impl PublishingManager {
    pub(crate) fn new(
        sender: PacketSender,
        allocator: Arc<PacketIdentifierAllocator>,
        event_sender: UnboundedSender<IncomingPublish>,
    ) -> Arc<PublishingManager> {
        Arc::new(PublishingManager {
            sender,
            allocator,
            event_sender,
            awaiting_puback: Mutex::new(OutstandingPackets::empty()),
            qos2_flow: Mutex::new(OutstandingPackets::empty()),
            received_unreleased: DashMap::new(),
            callbacks: Mutex::new(Callbacks::new()),
        })
    }

    pub(crate) fn register_handlers(self: &Arc<Self>, dispatcher: &Dispatcher) {
        let this = Arc::clone(self);
        dispatcher.register(
            PacketType::Publish,
            Box::new(move |_, parsed| {
                if let Packet::Publish(publish) = parsed {
                    this.handle_publish(publish);
                }
            }),
        );

        let this = Arc::clone(self);
        dispatcher.register(
            PacketType::Puback,
            Box::new(move |_, parsed| {
                if let Packet::Puback(Puback { id }) = parsed {
                    this.handle_puback(*id);
                }
            }),
        );

        let this = Arc::clone(self);
        dispatcher.register(
            PacketType::Pubrec,
            Box::new(move |_, parsed| {
                if let Packet::Pubrec(Pubrec { id }) = parsed {
                    this.handle_pubrec(*id);
                }
            }),
        );

        let this = Arc::clone(self);
        dispatcher.register(
            PacketType::Pubrel,
            Box::new(move |_, parsed| {
                if let Packet::Pubrel(Pubrel { id }) = parsed {
                    this.handle_pubrel(*id);
                }
            }),
        );

        let this = Arc::clone(self);
        dispatcher.register(
            PacketType::Pubcomp,
            Box::new(move |_, parsed| {
                if let Packet::Pubcomp(Pubcomp { id }) = parsed {
                    this.handle_pubcomp(*id);
                }
            }),
        );
    }

    pub(crate) fn publish(
        &self,
        topic: &TopicName,
        qos: QualityOfService,
        payload: &[u8],
        retain: bool,
    ) -> Result<Published, MqttError> {
        let topic_name = MqttStr::new(topic.as_str())
            .map_err(|_| MqttError::InvalidTopic(TopicError::TooLong(topic.as_str().len())))?;

        if qos == QualityOfService::AtMostOnce {
            let packet = Packet::Publish(Publish {
                dup: false,
                qos,
                retain,
                topic_name,
                id: None,
                payload,
            });
            self.sender.send(MqttPacket::from_packet(&packet)?)?;

            return Ok(Published {
                id: None,
                receiver: PublishedReceiver::None,
            });
        }

        let id = self.allocator.allocate("publish")?;

        let packet = Packet::Publish(Publish {
            dup: false,
            qos,
            retain,
            topic_name,
            id: Some(id),
            payload,
        });
        let owned = match MqttPacket::from_packet(&packet) {
            Ok(owned) => owned,
            Err(error) => {
                self.allocator.release(id);
                return Err(error);
            }
        };

        let receiver = match qos {
            QualityOfService::AtMostOnce => unreachable!(),
            QualityOfService::AtLeastOnce => {
                let (on_acknowledge, receiver) = oneshot::channel();
                self.awaiting_puback
                    .lock()
                    .expect("qos1 table lock poisoned")
                    .insert(id.get(), owned.clone());
                self.callbacks
                    .lock()
                    .expect("callback lock poisoned")
                    .qos1
                    .insert(id.get(), Qos1Callbacks { on_acknowledge });
                PublishedReceiver::Once(receiver)
            }
            QualityOfService::ExactlyOnce => {
                let (on_receive, receive_receiver) = oneshot::channel();
                let (on_complete, complete_receiver) = oneshot::channel();
                self.qos2_flow
                    .lock()
                    .expect("qos2 table lock poisoned")
                    .insert(id.get(), owned.clone());
                self.callbacks
                    .lock()
                    .expect("callback lock poisoned")
                    .qos2
                    .insert(
                        id.get(),
                        Qos2Callbacks {
                            on_receive: Some(on_receive),
                            on_complete: Some(on_complete),
                        },
                    );
                PublishedReceiver::Twice(receive_receiver, complete_receiver)
            }
        };

        if let Err(error) = self.sender.send(owned) {
            self.forget_in_flight(id);
            return Err(error);
        }

        Ok(Published {
            id: Some(id),
            receiver,
        })
    }

    /// Re-sends every in-flight publish after a reconnect, in original
    /// send order. A flow already past PubRec re-sends its PubRel.
    pub(crate) fn retransmit_in_flight(&self) -> Result<(), MqttError> {
        let qos1: Vec<MqttPacket> = {
            let table = self.awaiting_puback.lock().expect("qos1 table lock poisoned");
            table.iter_in_send_order().cloned().collect()
        };
        let qos2: Vec<MqttPacket> = {
            let table = self.qos2_flow.lock().expect("qos2 table lock poisoned");
            table.iter_in_send_order().cloned().collect()
        };

        for packet in qos1.into_iter().chain(qos2) {
            let resend = with_dup_flag(&packet)?;
            tracing::debug!(packet_type = ?resend.packet_type(), "Retransmitting in-flight packet");
            self.sender.send(resend)?;
        }

        Ok(())
    }

    /// Aborts in-flight waits. The send tables survive so a reconnect can
    /// retransmit; received-unreleased entries are dropped since a clean
    /// session will never release them.
    pub(crate) fn handle_connection_lost(&self) {
        self.received_unreleased.clear();

        let mut callbacks = self.callbacks.lock().expect("callback lock poisoned");
        callbacks.qos1.clear();
        callbacks.qos2.clear();
    }

    /// Drops every flow and frees their identifiers. Used on a
    /// caller-initiated disconnect, where nothing persists.
    pub(crate) fn reset(&self) {
        let qos1_ids = self
            .awaiting_puback
            .lock()
            .expect("qos1 table lock poisoned")
            .drain_ids();
        let qos2_ids = self
            .qos2_flow
            .lock()
            .expect("qos2 table lock poisoned")
            .drain_ids();

        for id in qos1_ids.into_iter().chain(qos2_ids) {
            if let Some(id) = PacketIdentifier::new(id) {
                self.allocator.release(id);
            }
        }

        self.handle_connection_lost();
    }

    pub(crate) fn has_in_flight_sends(&self) -> bool {
        let qos1_empty = self
            .awaiting_puback
            .lock()
            .expect("qos1 table lock poisoned")
            .is_empty();
        let qos2_empty = self.qos2_flow.lock().expect("qos2 table lock poisoned").is_empty();

        !(qos1_empty && qos2_empty)
    }

    fn forget_in_flight(&self, id: PacketIdentifier) {
        self.awaiting_puback
            .lock()
            .expect("qos1 table lock poisoned")
            .remove_by_id(id.get());
        self.qos2_flow
            .lock()
            .expect("qos2 table lock poisoned")
            .remove_by_id(id.get());

        let mut callbacks = self.callbacks.lock().expect("callback lock poisoned");
        callbacks.qos1.remove(&id.get());
        callbacks.qos2.remove(&id.get());

        self.allocator.release(id);
    }

    fn emit(&self, topic: String, payload: Bytes) {
        if self
            .event_sender
            .send(IncomingPublish { topic, payload })
            .is_err()
        {
            tracing::debug!("No consumer for received publishes");
        }
    }

    fn respond(&self, packet: Packet<'_>) {
        match MqttPacket::from_packet(&packet) {
            Ok(owned) => {
                if let Err(error) = self.sender.send(owned) {
                    tracing::debug!(?error, "Could not send acknowledgement");
                }
            }
            Err(error) => {
                tracing::error!(?error, "Could not encode acknowledgement");
            }
        }
    }

    fn handle_publish(&self, publish: &Publish<'_>) {
        let topic = publish.topic_name.as_str().to_string();
        let payload = Bytes::copy_from_slice(publish.payload);

        match publish.qos {
            QualityOfService::AtMostOnce => {
                self.emit(topic, payload);
            }
            QualityOfService::AtLeastOnce => {
                let Some(id) = publish.id else { return };

                self.emit(topic, payload);
                self.respond(Packet::Puback(Puback { id }));
            }
            QualityOfService::ExactlyOnce => {
                let Some(id) = publish.id else { return };

                match self.received_unreleased.entry(id.get()) {
                    Entry::Occupied(entry) => {
                        tracing::trace!(
                            %id,
                            topic = %entry.get().topic,
                            payload_length = entry.get().payload.len(),
                            "Duplicate publish, not dispatched again"
                        );
                    }
                    Entry::Vacant(slot) => {
                        slot.insert(ReceivedPublish {
                            topic: topic.clone(),
                            payload: payload.clone(),
                        });
                        self.emit(topic, payload);
                    }
                }

                self.respond(Packet::Pubrec(Pubrec { id }));
            }
        }
    }

    fn handle_puback(&self, id: PacketIdentifier) {
        let removed = self
            .awaiting_puback
            .lock()
            .expect("qos1 table lock poisoned")
            .remove_by_id(id.get());

        if removed.is_none() {
            tracing::debug!(%id, "PubAck without a matching entry, ignored");
            return;
        }

        self.allocator.release(id);

        if let Some(callback) = self
            .callbacks
            .lock()
            .expect("callback lock poisoned")
            .qos1
            .remove(&id.get())
        {
            let _ = callback.on_acknowledge.send(());
        }
    }

    fn handle_pubrec(&self, id: PacketIdentifier) {
        let stored_type = {
            let flow = self.qos2_flow.lock().expect("qos2 table lock poisoned");
            flow.get(id.get()).map(MqttPacket::packet_type)
        };

        let Some(stored_type) = stored_type else {
            tracing::debug!(%id, "PubRec without a matching entry, ignored");
            return;
        };

        let pubrel = match MqttPacket::from_packet(&Packet::Pubrel(Pubrel { id })) {
            Ok(pubrel) => pubrel,
            Err(error) => {
                tracing::error!(?error, "Could not encode PubRel");
                return;
            }
        };

        if stored_type == PacketType::Publish {
            self.qos2_flow
                .lock()
                .expect("qos2 table lock poisoned")
                .update_by_id(id.get(), pubrel.clone());

            if let Some(callback) = self
                .callbacks
                .lock()
                .expect("callback lock poisoned")
                .qos2
                .get_mut(&id.get())
            {
                if let Some(on_receive) = callback.on_receive.take() {
                    let _ = on_receive.send(());
                }
            }
        }

        // A duplicate PubRec simply gets the recorded PubRel again.
        if let Err(error) = self.sender.send(pubrel) {
            tracing::debug!(?error, "Could not send PubRel");
        }
    }

    fn handle_pubrel(&self, id: PacketIdentifier) {
        if self.received_unreleased.remove(&id.get()).is_some() {
            self.respond(Packet::Pubcomp(Pubcomp { id }));
        } else {
            tracing::debug!(%id, "PubRel for an unknown identifier dropped");
        }
    }

    fn handle_pubcomp(&self, id: PacketIdentifier) {
        let released = {
            let flow = self.qos2_flow.lock().expect("qos2 table lock poisoned");
            flow.get(id.get())
                .map(|stored| stored.packet_type() == PacketType::Pubrel)
        };

        match released {
            Some(true) => {}
            Some(false) => {
                tracing::debug!(%id, "PubComp before PubRel, ignored");
                return;
            }
            None => {
                tracing::debug!(%id, "PubComp without a matching entry, ignored");
                return;
            }
        }

        self.qos2_flow
            .lock()
            .expect("qos2 table lock poisoned")
            .remove_by_id(id.get());
        self.allocator.release(id);

        if let Some(callback) = self
            .callbacks
            .lock()
            .expect("callback lock poisoned")
            .qos2
            .remove(&id.get())
        {
            if let Some(on_receive) = callback.on_receive {
                let _ = on_receive.send(());
            }
            if let Some(on_complete) = callback.on_complete {
                let _ = on_complete.send(());
            }
        }
    }
}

→ **WHAT THIS TASK INVOLVES**:
Identify the lines of the data that contain the word "AtMostOnce". Copy each of them.

→ **REPLY TO THE TASK**:
        if qos == QualityOfService::AtMostOnce {
            QualityOfService::AtMostOnce => unreachable!(),
            QualityOfService::AtMostOnce => {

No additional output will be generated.